Project Title: Mining Players’ and Teams’ Profiles to Support Anti-Match Fixing in Cricket

  • Participants: Dr. Tariq Mahmood + FYP Group
  • Summary: This is an on-going project in which we are applying data mining on the profiles of cricket teams, batsmen, bowlers, and wicket-keepers, in order to identify suspicious activities of these entities or persons. The aim is also to assist the team managers to design playing strategies, e.g., given a set of ground and weather conditions, which team in more likely to win, which player will score more than 50, which bowler will take at least one wicket, how many catches will be taken etc.
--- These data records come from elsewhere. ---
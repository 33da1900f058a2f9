//! Intersection Observer API
//!
//! Page-side registry of intersection observers. Intersections are
//! recomputed on each rendering update.

use std::collections::HashMap;

use fos_dom::{
    DOMRect, DomError, IntersectionObserver, IntersectionObserverEntry, IntersectionObserverInit,
    NodeId,
};
use fos_visibility::host::IntersectionCallback;

/// Intersection observer manager
#[derive(Default)]
pub struct IntersectionObserverManager {
    observers: Vec<(IntersectionObserver, IntersectionCallback)>,
}

impl IntersectionObserverManager {
    pub fn new() -> Self {
        Self::default()
    }

    /// Create observer
    pub fn create(
        &mut self,
        init: IntersectionObserverInit,
        callback: IntersectionCallback,
    ) -> Result<u64, DomError> {
        let observer = IntersectionObserver::new(init)?;
        let id = observer.id();
        self.observers.push((observer, callback));
        Ok(id)
    }

    fn get(&mut self, id: u64) -> Option<&mut IntersectionObserver> {
        self.observers.iter_mut().find(|(o, _)| o.id() == id).map(|(o, _)| o)
    }

    pub fn observe(&mut self, id: u64, target: NodeId) {
        if let Some(observer) = self.get(id) {
            observer.observe(target);
        }
    }

    pub fn unobserve(&mut self, id: u64, target: NodeId) {
        if let Some(observer) = self.get(id) {
            observer.unobserve(target);
        }
    }

    pub fn disconnect(&mut self, id: u64) {
        if let Some(observer) = self.get(id) {
            observer.disconnect();
        }
    }

    /// Remove observer
    pub fn remove(&mut self, id: u64) {
        self.observers.retain(|(o, _)| o.id() != id);
    }

    /// Process all observers. An observer with an explicit root uses
    /// that element's rect; a root that is not rendered intersects nothing.
    pub fn process(
        &mut self,
        viewport: DOMRect,
        element_rects: &HashMap<NodeId, DOMRect>,
        time: f64,
    ) -> Vec<(IntersectionCallback, Vec<IntersectionObserverEntry>)> {
        let mut results = Vec::new();
        for (observer, callback) in &mut self.observers {
            let root_bounds = match observer.root() {
                Some(root) => element_rects.get(&root).copied(),
                None => Some(viewport),
            };
            observer.check_intersections(root_bounds, element_rects, time);
            if observer.has_pending() {
                results.push((callback.clone(), observer.take_entries()));
            }
        }
        results
    }

    /// Observers watching at least one target
    pub fn active_count(&self) -> usize {
        self.observers.iter().filter(|(o, _)| o.observed_count() > 0).count()
    }
}
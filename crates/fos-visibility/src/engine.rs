//! Aggregation engine
//!
//! Combines the signal state into one verdict and reports transitions.
//! Signal sources write through a [`SignalSink`], which also dispatches
//! the consumer callback once the engine is no longer borrowed.

use std::cell::{Cell, RefCell};
use std::fmt;
use std::rc::Rc;

use fos_dom::NodeId;

use crate::state::{Signal, SignalState};

/// Consumer callback, receives the new verdict on each transition
pub type VisibilityCallback = Rc<dyn Fn(bool)>;

/// Signal state plus the last emitted verdict
#[derive(Debug)]
pub struct AggregationEngine {
    target: NodeId,
    state: SignalState,
    /// None until the first evaluation, so the first verdict is always emitted
    verdict: Option<bool>,
    log: bool,
}

impl AggregationEngine {
    pub fn new(target: NodeId, log: bool) -> Self {
        Self {
            target,
            state: SignalState::default(),
            verdict: None,
            log,
        }
    }

    /// Write one signal. Never evaluates.
    pub fn record_update(&mut self, signal: Signal, value: bool) {
        self.state.set(signal, value);
    }

    /// Recompute the verdict. Returns it only when it differs from the
    /// previously emitted one.
    pub fn evaluate(&mut self) -> Option<bool> {
        let verdict = self.state.all_visible();
        if self.verdict == Some(verdict) {
            return None;
        }

        self.verdict = Some(verdict);
        if self.log {
            tracing::info!(
                element = %self.target,
                verdict,
                blocking = ?self.state.blocking().collect::<Vec<_>>(),
                state = ?self.state,
                "Visibility changed"
            );
        }
        Some(verdict)
    }

    pub fn state(&self) -> &SignalState {
        &self.state
    }

    /// Last emitted verdict
    pub fn verdict(&self) -> Option<bool> {
        self.verdict
    }
}

/// Shared write handle into an [`AggregationEngine`]
///
/// Cloned into every signal source. A closed sink drops writes and
/// evaluations, which freezes the state while observation is stopped.
#[derive(Clone)]
pub struct SignalSink {
    engine: Rc<RefCell<AggregationEngine>>,
    callback: Option<VisibilityCallback>,
    open: Rc<Cell<bool>>,
}

impl SignalSink {
    pub fn new(engine: AggregationEngine, callback: Option<VisibilityCallback>) -> Self {
        Self {
            engine: Rc::new(RefCell::new(engine)),
            callback,
            open: Rc::new(Cell::new(false)),
        }
    }

    pub fn record(&self, signal: Signal, value: bool) {
        if !self.is_open() {
            tracing::trace!(%signal, value, "Sink closed, dropping update");
            return;
        }
        self.engine.borrow_mut().record_update(signal, value);
    }

    /// Evaluate and, on a transition, invoke the callback
    pub fn evaluate(&self) -> Option<bool> {
        if !self.is_open() {
            return None;
        }

        let transition = self.engine.borrow_mut().evaluate();
        if let (Some(verdict), Some(callback)) = (transition, &self.callback) {
            callback(verdict);
        }
        transition
    }

    pub fn is_open(&self) -> bool {
        self.open.get()
    }

    pub(crate) fn open(&self) {
        self.open.set(true);
    }

    pub(crate) fn close(&self) {
        self.open.set(false);
    }

    pub fn state(&self) -> SignalState {
        *self.engine.borrow().state()
    }

    pub fn verdict(&self) -> Option<bool> {
        self.engine.borrow().verdict()
    }
}

impl fmt::Debug for SignalSink {
    fn fmt(&self, f: &mut fmt::Formatter<'_>) -> fmt::Result {
        f.debug_struct("SignalSink")
            .field("engine", &self.engine)
            .field("has_callback", &self.callback.is_some())
            .field("open", &self.open.get())
            .finish()
    }
}
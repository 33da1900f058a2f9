//! Computed style classification

use std::fmt;
use std::rc::Rc;

use fos_dom::NodeId;

use crate::engine::SignalSink;
use crate::host::ComputedStyleSource;
use crate::state::Signal;

/// The three style-derived signals
#[derive(Debug, Clone, Copy, Default, PartialEq, Eq)]
pub struct CssVisibility {
    pub visibility: bool,
    pub display: bool,
    pub opacity: bool,
}

/// Reads computed `visibility`, `display` and `opacity` of one element
pub struct StyleVisibilityChecker {
    element: NodeId,
    styles: Rc<dyn ComputedStyleSource>,
}

impl StyleVisibilityChecker {
    pub fn new(element: NodeId, styles: Rc<dyn ComputedStyleSource>) -> Self {
        Self { element, styles }
    }

    /// Classify the current computed style. A property without a
    /// computed value counts as not visible.
    pub fn check(&self) -> CssVisibility {
        let read = |property| self.styles.computed_style(self.element, property);

        CssVisibility {
            visibility: read("visibility").is_some_and(|v| visibility_is_visible(&v)),
            display: read("display").is_some_and(|v| display_is_visible(&v)),
            opacity: read("opacity").is_some_and(|v| opacity_is_visible(&v)),
        }
    }

    /// Write all three CSS signals. Does not evaluate.
    pub(crate) fn refresh(&self, sink: &SignalSink) {
        let css = self.check();
        sink.record(Signal::CssVisibility, css.visibility);
        sink.record(Signal::CssDisplay, css.display);
        sink.record(Signal::CssOpacity, css.opacity);
    }
}

impl fmt::Debug for StyleVisibilityChecker {
    fn fmt(&self, f: &mut fmt::Formatter<'_>) -> fmt::Result {
        f.debug_struct("StyleVisibilityChecker")
            .field("element", &self.element)
            .finish_non_exhaustive()
    }
}

fn visibility_is_visible(value: &str) -> bool {
    value.trim() == "visible"
}

fn display_is_visible(value: &str) -> bool {
    value.trim() != "none"
}

/// Only an opacity that parses to exactly zero hides the element
fn opacity_is_visible(value: &str) -> bool {
    parse_float_prefix(value) != Some(0.0)
}

/// Parse the longest leading float, ignoring trailing junk (`"0px"` -> 0)
fn parse_float_prefix(value: &str) -> Option<f64> {
    let value = value.trim_start();
    let candidate_len = value
        .find(|c: char| !(c.is_ascii_digit() || matches!(c, '.' | '+' | '-' | 'e' | 'E')))
        .unwrap_or(value.len());

    (1..=candidate_len)
        .rev()
        .find_map(|end| value[..end].parse::<f64>().ok())
}

#[cfg(test)]
mod tests {
    use super::*;
    use crate::testing::FakeHost;

    #[test]
    fn test_classify_values() {
        assert!(visibility_is_visible("visible"));
        assert!(!visibility_is_visible("hidden"));
        assert!(!visibility_is_visible("collapse"));

        assert!(display_is_visible("block"));
        assert!(display_is_visible("contents"));
        assert!(!display_is_visible("none"));

        assert!(opacity_is_visible("1"));
        assert!(opacity_is_visible(".01"));
        assert!(!opacity_is_visible("0"));
        assert!(!opacity_is_visible("0.0"));
        assert!(!opacity_is_visible("-0"));
    }

    #[test]
    fn test_opacity_unparsable_counts_visible() {
        assert!(opacity_is_visible(""));
        assert!(opacity_is_visible("banana"));
        assert!(!opacity_is_visible("0px"));
        assert_eq!(parse_float_prefix("1e"), Some(1.0));
        assert_eq!(parse_float_prefix("  2.5e1x"), Some(25.0));
    }

    #[test]
    fn test_check_reads_host() {
        let host = FakeHost::new();
        let element = NodeId::from_raw(1);
        host.set_style(element, "visibility", "visible");
        host.set_style(element, "display", "none");
        host.set_style(element, "opacity", "0.5");

        let checker = StyleVisibilityChecker::new(element, host.clone());
        assert_eq!(checker.check(), CssVisibility { visibility: true, display: false, opacity: true });
    }

    #[test]
    fn test_check_without_style_context() {
        let host = FakeHost::new();
        let checker = StyleVisibilityChecker::new(NodeId::from_raw(7), host);
        assert_eq!(checker.check(), CssVisibility::default());
    }
}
The suspicious activities are related more to the bowling, batting and performance patterns, e.g., the number of runs which a team should statistically conceive in the first ten overs, the number of runs which should be statistically score in the last ten overs, expected number of no-bowls, or wide-bowls etc.
  • Expected Outputs: We definitely plan to submit our results to both the Pakistan Cricket Board (PCB), as well as to any anti-match fixing authorities. We are expecting at least 3 Conference papers, along with 1 Journal publication on this work.